## Data for this task
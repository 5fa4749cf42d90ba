//! Fixed-size block allocate/free (§4.4).
//!
//! Each fixed-size sub-block is a run of `stride`-byte user slots packed
//! against one 8-byte bitmap word (for fixed-1, bitmap and the single
//! 8-byte word are one and the same). Slot 0 begins at the bit position
//! equal to the class's tag width; CAS-ing a bit in or out of the bitmap
//! atomically transfers the corresponding slot between the free pool and
//! the caller.

use std::sync::atomic::AtomicU64;

use crate::cache::hoard_push;
use crate::class::SlotClass;
use crate::error::corrupt;
use crate::sync::{load, try_clear_bit, try_set_bit};

/// Computes the bit index in `bitmap` that governs the slot at address `p`.
///
/// `bitmap_addr` is the address of the bitmap word itself — for fixed-1
/// that's the same address as the sub-block's single word; for the other
/// classes it's the address immediately after the last data byte.
pub fn bit_index(class: SlotClass, bitmap_addr: usize, p: usize) -> u32 {
  match class {
    SlotClass::Fixed1 => {
      // The tag/bitmap byte is the leftmost (lowest-address) byte of
      // the word on little-endian hosts, the rightmost on
      // big-endian; data bytes fill the other 7. Ported from
      // btmalloc.c's `get_shift` with `offset = 8 - (LE ? 0 : 1)`.
      let offset_const: usize = if cfg!(target_endian = "little") { 8 } else { 7 };
      let memory_offset = p - bitmap_addr;
      (offset_const - memory_offset) as u32
    }
    _ => {
      // Slot 0 sits one stride *below* the bitmap word, not at it: the
      // bitmap word is itself 8 bytes the user area must not overlap,
      // so the nearest slot (bit == slot0_bit) occupies
      // `[bitmap_addr - stride, bitmap_addr)`.
      let stride = class.stride();
      class.slot0_bit() - 1 + ((bitmap_addr - p) / stride) as u32
    }
  }
}

/// Inverse of [`bit_index`]: the slot address for a given bit.
pub fn address_for_bit(class: SlotClass, bitmap_addr: usize, bit: u32) -> usize {
  match class {
    SlotClass::Fixed1 => {
      let offset_const: usize = if cfg!(target_endian = "little") { 8 } else { 7 };
      bitmap_addr + offset_const - bit as usize
    }
    _ => {
      let stride = class.stride();
      bitmap_addr - (bit - class.slot0_bit() + 1) as usize * stride
    }
  }
}

/// Searches `bitmap` for the lowest free bit in this class's slot range
/// and attempts to claim it via CAS. Returns the slot's bit index on
/// success.
///
/// Mirrors the allocate half of §4.4: "find the lowest zero bit at an
/// index >= the class's slot-0 offset. CAS `B -> B | (1<<i)`."
pub fn try_allocate_bit(bitmap: &AtomicU64, class: SlotClass) -> Option<u32> {
  let lo = class.slot0_bit();
  let hi = lo + class.bitmap_width();
  loop {
    let current = load(bitmap);
    let mut candidate = None;
    for i in lo..hi {
      if current & (1u64 << i) == 0 {
        candidate = Some(i);
        break;
      }
    }
    let i = candidate?;
    if try_set_bit(bitmap, i) {
      return Some(i);
    }
    // Lost the race to another thread; loop and re-scan the fresh word.
  }
}

/// Frees the slot at address `p`, given the bitmap word that governs it.
///
/// On a losing CAS (concurrent bitmap update), tries to hoard the freed
/// slot (§4.7) before falling back to a busy-retry of the clear — matching
/// btmalloc.c's `free_fixed_size_memory`.
pub fn free(allocated: *mut u8, bitmap: &'static AtomicU64, class: SlotClass) {
  let word = load(bitmap);
  if crate::class::classify(word) != class {
    corrupt("fixed-size free target's bitmap word no longer matches its expected class");
  }

  let bitmap_addr = bitmap as *const AtomicU64 as usize;
  let i = bit_index(class, bitmap_addr, allocated as usize);

  if try_clear_bit(bitmap, i) {
    return;
  }

  if hoard_push(class.stride(), allocated) {
    return;
  }

  // Hoard is full and the slot is too small to hold a pointer anyway;
  // try harder (bounded busy retry, per §5's permitted exception).
  for _ in 0..crate::sync::MAX_CAS_ATTEMPTS {
    if try_clear_bit(bitmap, i) {
      return;
    }
  }
  corrupt("fixed-size free could not clear its bit after exhausting retries");
}

#[cfg(test)]
mod tests {
  use super::*;
  use std::sync::atomic::Ordering;

  #[test]
  fn fixed1_free_matches_scenario() {
    // Tail word `...0x19` (binary 0001 1001): tag bit0, slots 3 and 4 used.
    let word = AtomicU64::new(0x19);
    let word_addr = &word as *const AtomicU64 as usize;
    let allocated_addr = word_addr + 4; // the "4-byte-offset slot"
    let i = bit_index(SlotClass::Fixed1, word_addr, allocated_addr);
    assert_eq!(i, 4);
    assert!(try_clear_bit(&word, i));
    assert_eq!(word.load(Ordering::SeqCst), 0x09);
  }

  #[test]
  fn fixed8_allocate_picks_first_free_bit_above_tag() {
    let bitmap = AtomicU64::new(0b10); // tag only, all 62 slots free
    let i = try_allocate_bit(&bitmap, SlotClass::Fixed8).unwrap();
    assert_eq!(i, SlotClass::Fixed8.slot0_bit());
    assert_eq!(bitmap.load(Ordering::SeqCst), 0b10 | (1 << i));

    // The slot this bit governs must not alias the bitmap word itself.
    let bitmap_addr = &bitmap as *const AtomicU64 as usize;
    let addr = address_for_bit(SlotClass::Fixed8, bitmap_addr, i);
    assert_ne!(addr, bitmap_addr);
    assert_eq!(addr, bitmap_addr - SlotClass::Fixed8.stride());
  }

  #[test]
  fn address_and_bit_index_round_trip() {
    for class in [SlotClass::Fixed8, SlotClass::Fixed4, SlotClass::Fixed2] {
      let bitmap_addr = 0x10000usize;
      for bit in class.slot0_bit()..class.slot0_bit() + class.bitmap_width() {
        let addr = address_for_bit(class, bitmap_addr, bit);
        assert_eq!(bit_index(class, bitmap_addr, addr), bit);
      }
    }
  }
}
//! Wait-free CAS discipline shared by fixed- and variable-size block code
//! (§5, ported from btmalloc.c's `clear_bit`/`compare_and_set`).
//!
//! Every control word and bitmap is a plain [`AtomicU64`] with
//! `Ordering::SeqCst` on every access — the direct equivalent of the
//! original's `__sync_bool_compare_and_swap`, which is a full barrier.
//! There is no weaker-ordering fast path: contention is handled by
//! migrating to a different block or deferring to the per-thread hoard,
//! never by relaxing memory order.

use std::sync::atomic::{AtomicU64, Ordering};

/// Loads the current value of a control/bitmap word.
#[inline]
pub fn load(word: &AtomicU64) -> u64 {
  word.load(Ordering::SeqCst)
}

/// Attempts to set the given bit. Returns `true` on success, `false` if a
/// concurrent mutation changed the word first (the caller's candidate read
/// is now stale).
#[inline]
pub fn try_set_bit(word: &AtomicU64, bit: u32) -> bool {
  let current = load(word);
  let updated = current | (1u64 << bit);
  word.compare_exchange(current, updated, Ordering::SeqCst, Ordering::SeqCst)
    .is_ok()
}

/// Attempts to clear the given bit. Returns `true` on success.
///
/// Mirrors `clear_bit`: the original asserts the cleared value actually
/// differs from the read value (i.e. the bit was set going in) since no
/// other thread should ever concurrently clear a bit this thread owns.
#[inline]
pub fn try_clear_bit(word: &AtomicU64, bit: u32) -> bool {
  let current = load(word);
  let updated = current & !(1u64 << bit);
  debug_assert_ne!(current, updated, "bit was already clear");
  word.compare_exchange(current, updated, Ordering::SeqCst, Ordering::SeqCst)
    .is_ok()
}

/// Attempts a general word transform identified by the caller, retrying
/// the read-modify-write from a freshly observed value whenever a
/// concurrent writer interferes, until the given limit of attempts is
/// exhausted.
///
/// Used by the variable-size block's multi-bit "mark used then continue"
/// protocol (§4.5, §5's "imaginary 63rd slot" lock), where a single
/// `compare_exchange` attempt is too brittle under contention and a
/// bounded busy-retry loop is explicitly permitted by the spec.
pub fn retry_cas(word: &AtomicU64, attempts: usize, mut transform: impl FnMut(u64) -> Option<u64>) -> bool {
  for _ in 0..attempts {
    let current = load(word);
    let Some(updated) = transform(current) else {
      return false;
    };
    if word
      .compare_exchange(current, updated, Ordering::SeqCst, Ordering::SeqCst)
      .is_ok()
    {
      return true;
    }
  }
  false
}

/// Upper bound on busy-retry iterations before a CAS loop gives up and
/// falls back to hoarding or migrating to another block. Not part of the
/// public configuration surface — purely an anti-livelock backstop, since
/// the spec guarantees system-wide (not per-thread) progress.
pub const MAX_CAS_ATTEMPTS: usize = 64;

#[cfg(test)]
mod tests {
  use super::*;

  #[test]
  fn set_then_clear_round_trips() {
    let word = AtomicU64::new(0b0001);
    assert!(try_set_bit(&word, 3));
    assert_eq!(load(&word), 0b1001);
    assert!(try_clear_bit(&word, 3));
    assert_eq!(load(&word), 0b0001);
  }

  #[test]
  fn stale_read_fails_cas() {
    let word = AtomicU64::new(0b0001);
    // Simulate interference between read and compare_exchange by
    // mutating the word through a second handle first.
    word.store(0b0011, Ordering::SeqCst);
    // try_set_bit reads fresh each call, so this alone cannot be made to
    // fail without real concurrency; instead verify retry_cas gives up
    // when the transform reports no viable update.
    assert!(!retry_cas(&word, 4, |_| None));
  }
}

## Exercise instructions
Print again the material above, limited to the lines from the one holding "anti-livelock backstop, since" through the last, inclusive.

## Final answer
/// public configuration surface — purely an anti-livelock backstop, since
/// the spec guarantees system-wide (not per-thread) progress.
pub const MAX_CAS_ATTEMPTS: usize = 64;

#[cfg(test)]
mod tests {
  use super::*;

  #[test]
  fn set_then_clear_round_trips() {
    let word = AtomicU64::new(0b0001);
    assert!(try_set_bit(&word, 3));
    assert_eq!(load(&word), 0b1001);
    assert!(try_clear_bit(&word, 3));
    assert_eq!(load(&word), 0b0001);
  }

  #[test]
  fn stale_read_fails_cas() {
    let word = AtomicU64::new(0b0001);
    // Simulate interference between read and compare_exchange by
    // mutating the word through a second handle first.
    word.store(0b0011, Ordering::SeqCst);
    // try_set_bit reads fresh each call, so this alone cannot be made to
    // fail without real concurrency; instead verify retry_cas gives up
    // when the transform reports no viable update.
    assert!(!retry_cas(&word, 4, |_| None));
  }
}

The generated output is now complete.